Action item: Go through the entries below and work out how many lines include "Debug"; give only that number.

Data for this exercise:

....

//! Per-method code emission.
//!
//! The emitter appends instructions at a running local address and records
//! a relocation whenever an operand refers to an address that is not known
//! yet. It never resolves anything itself; see [`crate::link`].

mod emitter;


pub use emitter::{EmittedBody, MethodEmitter, PLACEHOLDER_WIDTH};
//! neoil compiler backend: translates a resolved stack IL module into a
//! stack-VM contract image and its ABI.
//!
//! The pipeline:
//! - `convert` - discovery and per-method translation driver
//! - `translate` - instruction-level lowering
//! - `statics` - static slots and compile-time folding of readonly fields
//! - `emit` - per-method code buffer
//! - `link` - local and global relocation passes
//! - `abi` - ABI descriptor export
//!
//! # Example
//!
//! ```
//! let json = r#"{ "types": [ { "name": "Calc", "methods": [ {
//!     "name": "Calc::Add", "display_name": "add", "is_public": true,
//!     "params": [ { "name": "a", "type": "Int32" }, { "name": "b", "type": "Int32" } ],
//!     "return_type": "Int32",
//!     "body": [
//!         { "offset": 0, "op": { "LdArg": 0 } },
//!         { "offset": 1, "op": { "LdArg": 1 } },
//!         { "offset": 2, "op": "Add" },
//!         { "offset": 3, "op": "Ret" }
//!     ] } ] } ] }"#;
//! let module = neoil_core::parse_module(json).unwrap();
//! let contract = neoil_compiler::compile(&module).unwrap();
//! assert_eq!(contract.entry("add"), Some(0));
//! ```

#![cfg_attr(coverage_nightly, feature(coverage_attribute))]

pub mod abi;
pub mod compiler;
mod convert;
pub mod emit;
pub mod error;
pub mod link;
pub mod program;
mod statics;
pub mod trace;
mod translate;

#[cfg(test)]
mod test_utils;

#[cfg(test)]
mod abi_tests;
#[cfg(test)]
mod convert_tests;

pub use abi::{Abi, AbiEvent, AbiMethod, AbiParam, AbiType, export};
pub use compiler::{Compiler, CompilerBuilder, Contract, Limits, MAX_SLOTS};
pub use error::{CompileError, ExportError};
pub use program::{Event, Field, INITIALIZER, Instruction, Method, Program, RelocTarget, Relocation};
pub use statics::Constant;
pub use trace::{NoopTracer, PrintTracer, Tracer, Verbosity};

use neoil_core::SourceModule;

/// Errors that can occur while producing a contract.
#[derive(Debug, Clone, PartialEq, Eq, thiserror::Error)]
pub enum Error {
    #[error(transparent)]
    Compile(#[from] CompileError),

    #[error(transparent)]
    Export(#[from] ExportError),
}

/// Result type for compilation.
pub type Result<T> = std::result::Result<T, Error>;

/// Compile `module` with default limits and no tracing.
pub fn compile(module: &SourceModule) -> Result<Contract> {
    Compiler::default().compile(module)
}
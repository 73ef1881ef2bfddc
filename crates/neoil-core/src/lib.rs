#![cfg_attr(coverage_nightly, feature(coverage_attribute))]

//! Core data structures shared by the neoil crates.
//!
//! - [`model`]: the source model handed over by the front-end
//! - [`Colors`]: ANSI palette for listings and traces

pub mod colors;
pub mod model;


pub use colors::Colors;
pub use model::{
    Binding, Callee, ConvKind, FieldRef, Intrinsic, MethodKind, Op, Param, RawOp, SourceEvent,
    SourceField, SourceInstruction, SourceMethod, SourceModule, SourceType, TypeKind, TypeRef,
};

/// Parse a JSON-encoded source module.
pub fn parse_module(json: &str) -> Result<SourceModule, serde_json::Error> {
    serde_json::from_str(json)
}
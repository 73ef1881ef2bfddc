//! Reference executor for linked program images.
//!
//! Runs a script produced by the compiler so that translations can be
//! checked by behavior rather than by listing alone. Integers are 128-bit;
//! anything wider faults with an overflow.

mod error;
mod frame;
mod interop;
mod item;
mod trace;
mod vm;


pub use error::RuntimeError;
pub use item::StackItem;
pub use trace::{NoopTracer, PrintTracer, Tracer, Verbosity};
pub use vm::{FuelLimits, Notification, VM, VMBuilder};
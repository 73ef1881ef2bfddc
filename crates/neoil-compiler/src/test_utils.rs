//! Test utilities: source model builders and execution helpers.

use neoil_core::{
    Callee, Colors, FieldRef, Intrinsic, Op, Param, SourceField, SourceInstruction, SourceMethod,
    SourceModule, SourceType, TypeRef,
};
use neoil_vm::{RuntimeError, StackItem, VM};

use crate::{CompileError, Contract, Error, compile};

/// Instructions at offsets 0, 1, 2, ...
pub fn body(ops: Vec<Op>) -> Vec<SourceInstruction> {
    ops.into_iter()
        .enumerate()
        .map(|(i, op)| SourceInstruction::new(i as u32, op))
        .collect()
}

/// Public method `Owner::Name` exported as `display`.
pub fn method(name: &str, display: &str, params: &[(&str, TypeRef)], ret: TypeRef, ops: Vec<Op>) -> SourceMethod {
    SourceMethod {
        name: name.to_string(),
        display_name: display.to_string(),
        is_public: true,
        params: params
            .iter()
            .map(|(n, ty)| Param::new(*n, ty.clone()))
            .collect(),
        return_type: ret,
        body: body(ops),
        ..Default::default()
    }
}

pub fn with_locals(m: SourceMethod, locals: Vec<TypeRef>) -> SourceMethod {
    SourceMethod { locals, ..m }
}

/// `switch (s) { case "a": return 1; case "b": return 2; default: return 0; }`
/// as a source compiler lowers it: a hash, one bucket test, then one string
/// comparison per case.
pub fn string_switch_method() -> SourceMethod {
    with_locals(
        method(
            "C::Route",
            "route",
            &[("s", TypeRef::String)],
            TypeRef::Int32,
            vec![
                Op::LdArg(0),
                Op::StLoc(0),
                Op::LdLoc(0),
                Op::Call(Callee::Intrinsic(Intrinsic::StringHash)),
                Op::StLoc(1),
                Op::LdLoc(1),
                Op::LdcI4(100),
                Op::Bgt(13),
                Op::LdLoc(0),
                Op::LdStr("a".to_string()),
                Op::Call(Callee::Intrinsic(Intrinsic::StringEquals)),
                Op::BrTrue(18),
                Op::Br(22),
                Op::LdLoc(0),
                Op::LdStr("b".to_string()),
                Op::Call(Callee::Intrinsic(Intrinsic::StringEquals)),
                Op::BrTrue(20),
                Op::Br(22),
                Op::LdcI4(1),
                Op::Ret,
                Op::LdcI4(2),
                Op::Ret,
                Op::LdcI4(0),
                Op::Ret,
            ],
        ),
        vec![TypeRef::String, TypeRef::UInt32],
    )
}

pub fn contract_type(name: &str, methods: Vec<SourceMethod>) -> SourceType {
    SourceType {
        name: name.to_string(),
        methods,
        ..Default::default()
    }
}

fn static_field(name: &str, ty: TypeRef, readonly: bool) -> SourceField {
    SourceField {
        name: name.to_string(),
        ty,
        is_static: true,
        is_readonly: readonly,
        is_literal: false,
    }
}

/// Contract with a mutable counter and two readonly statics:
/// `counter = 7`, `Name = "tok"`, `Owner = new byte[] { 1, 2, 3 }`.
pub fn token_type() -> SourceType {
    let field = |name: &str| FieldRef::new("C", name);
    SourceType {
        name: "C".to_string(),
        fields: vec![
            static_field("counter", TypeRef::Int32, false),
            static_field("Name", TypeRef::String, true),
            static_field("Owner", TypeRef::ByteArray, true),
        ],
        methods: vec![
            method(
                "C::Count",
                "count",
                &[],
                TypeRef::Int32,
                vec![
                    Op::LdSFld(field("counter")),
                    Op::LdcI4(1),
                    Op::Add,
                    Op::Dup,
                    Op::StSFld(field("counter")),
                    Op::Ret,
                ],
            ),
            method("C::Name", "name", &[], TypeRef::String, vec![Op::LdSFld(field("Name")), Op::Ret]),
            method("C::Owner", "owner", &[], TypeRef::ByteArray, vec![Op::LdSFld(field("Owner")), Op::Ret]),
        ],
        static_init: body(vec![
            Op::LdcI4(7),
            Op::StSFld(field("counter")),
            Op::LdStr("tok".to_string()),
            Op::StSFld(field("Name")),
            Op::LdcI4(3),
            Op::NewArr(TypeRef::Byte),
            Op::Dup,
            Op::InitArray(vec![1, 2, 3]),
            Op::StSFld(field("Owner")),
            Op::Ret,
        ]),
        ..Default::default()
    }
}

pub fn module(types: Vec<SourceType>) -> SourceModule {
    SourceModule { types }
}

/// Compile a module that must be accepted.
pub fn compile_ok(module: &SourceModule) -> Contract {
    match compile(module) {
        Ok(contract) => contract,
        Err(e) => panic!("compilation failed: {e}"),
    }
}

/// Compile a module that must be rejected by the translator or linker.
pub fn compile_err(types: Vec<SourceType>) -> CompileError {
    match compile(&module(types)) {
        Err(Error::Compile(e)) => e,
        Err(e) => panic!("expected a compile error, got {e}"),
        Ok(_) => panic!("compilation unexpectedly succeeded"),
    }
}

/// Disassembly of a whole module.
pub fn listing_with(types: Vec<SourceType>) -> String {
    compile_ok(&module(types)).program().dump(Colors::OFF)
}

/// Compile a single contract method and return the disassembly.
pub fn listing_of(m: SourceMethod) -> String {
    let contract = compile_ok(&module(vec![contract_type("C", vec![m])]));
    contract.program().dump(Colors::OFF)
}

/// Fresh executor for `contract` with its initializer wired.
pub fn vm(contract: &Contract) -> VM<'_> {
    VM::builder(contract.script())
        .initializer(contract.initializer())
        .build()
}

/// Run an exported method on a fresh executor.
pub fn run(contract: &Contract, name: &str, args: Vec<StackItem>) -> Result<Vec<StackItem>, RuntimeError> {
    let entry = contract
        .entry(name)
        .unwrap_or_else(|| panic!("{name} is not exported"));
    vm(contract).invoke(entry, args)
}

/// Run an exported method and return its single result.
pub fn run_one(contract: &Contract, name: &str, args: Vec<StackItem>) -> StackItem {
    let mut stack = run(contract, name, args).unwrap_or_else(|e| panic!("{name} faulted: {e}"));
    assert_eq!(stack.len(), 1, "{name} left {} items", stack.len());
    stack.remove(0)
}

pub fn int(v: i128) -> StackItem {
    StackItem::Integer(v)
}
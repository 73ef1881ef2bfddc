//! Errors that fault an execution.

use neoil_bytecode::{DecodeError, Opcode};

#[derive(Debug, Clone, PartialEq, Eq, thiserror::Error)]
pub enum RuntimeError {
    /// Execution fuel exhausted (too many instructions).
    #[error("runtime execution limit exceeded ({0} instructions)")]
    ExecFuelExhausted(u32),

    /// Too many nested calls.
    #[error("runtime recursion limit exceeded ({0} frames)")]
    RecursionLimitExceeded(u32),

    #[error("evaluation stack limit exceeded ({0} items)")]
    StackOverflow(u32),

    #[error("evaluation stack underflow at {0:04}")]
    StackUnderflow(u32),

    #[error(transparent)]
    Decode(#[from] DecodeError),

    #[error("expected {expected}, found {found}")]
    InvalidType {
        expected: &'static str,
        found: &'static str,
    },

    #[error("integer overflow")]
    Overflow,

    #[error("division by zero")]
    DivideByZero,

    #[error("index {index} out of range for length {len}")]
    IndexOutOfRange { index: i128, len: usize },

    #[error("key not found: {0}")]
    KeyNotFound(String),

    #[error("unsupported instruction {0}")]
    Unsupported(Opcode),

    #[error("unknown syscall 0x{0:08x}")]
    UnknownSyscall(u32),

    #[error("syscall {0} is not available in this executor")]
    UnavailableSyscall(&'static str),

    #[error("{kind} slot {index} is not initialized")]
    InvalidSlot { kind: &'static str, index: u8 },

    #[error("static slots are already initialized")]
    StaticsAlreadyInitialized,

    #[error("no method entry at {0:04}")]
    InvalidEntry(u32),

    #[error("exception thrown: {0}")]
    Thrown(String),

    #[error("execution aborted{}", .0.as_ref().map(|m| format!(": {m}")).unwrap_or_default())]
    Aborted(Option<String>),

    #[error("assertion failed{}", .0.as_ref().map(|m| format!(": {m}")).unwrap_or_default())]
    AssertFailed(Option<String>),
}
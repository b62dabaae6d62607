use async_trait::async_trait;

use super::ServiceError;
use crate::db::Store;
use crate::entities::officers;

#[async_trait]
pub trait OfficerService: Send + Sync {
    /// All officers ordered by id.
    async fn list_officers(&self) -> Result<Vec<officers::Model>, ServiceError>;
}

pub struct SeaOrmOfficerService {
    store: Store,
}

impl SeaOrmOfficerService {
    #[must_use]
    pub const fn new(store: Store) -> Self {
        Self { store }
    }
}

#[async_trait]
impl OfficerService for SeaOrmOfficerService {
    async fn list_officers(&self) -> Result<Vec<officers::Model>, ServiceError> {
        self.store
            .list_officers()
            .await
            .map_err(ServiceError::storage("fetch officers"))
    }
}
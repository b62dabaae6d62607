use sea_orm::entity::prelude::*;
use serde::{Deserialize, Serialize};

#[derive(Clone, Debug, PartialEq, Eq, DeriveEntityModel, Serialize, Deserialize)]
#[sea_orm(table_name = "users")]
pub struct Model {
    #[sea_orm(primary_key)]
    pub user_id: i32,

    #[sea_orm(column_type = "String(StringLen::N(255))")]
    pub full_name: String,

    pub created_at: DateTimeUtc,

    pub updated_at: DateTimeUtc,

    #[serde(skip_serializing_if = "Option::is_none")]
    pub deleted_at: Option<DateTimeUtc>,
}

#[derive(Copy, Clone, Debug, EnumIter, DeriveRelation)]
pub enum Relation {
    #[sea_orm(has_many = "super::issues::Entity")]
    Issues,
    #[sea_orm(has_many = "super::comments::Entity")]
    Comments,
}

impl Related<super::issues::Entity> for Entity {
    fn to() -> RelationDef {
        Relation::Issues.def()
    }
}

impl Related<super::comments::Entity> for Entity {
    fn to() -> RelationDef {
        Relation::Comments.def()
    }
}

impl ActiveModelBehavior for ActiveModel {}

....

Task solution: 4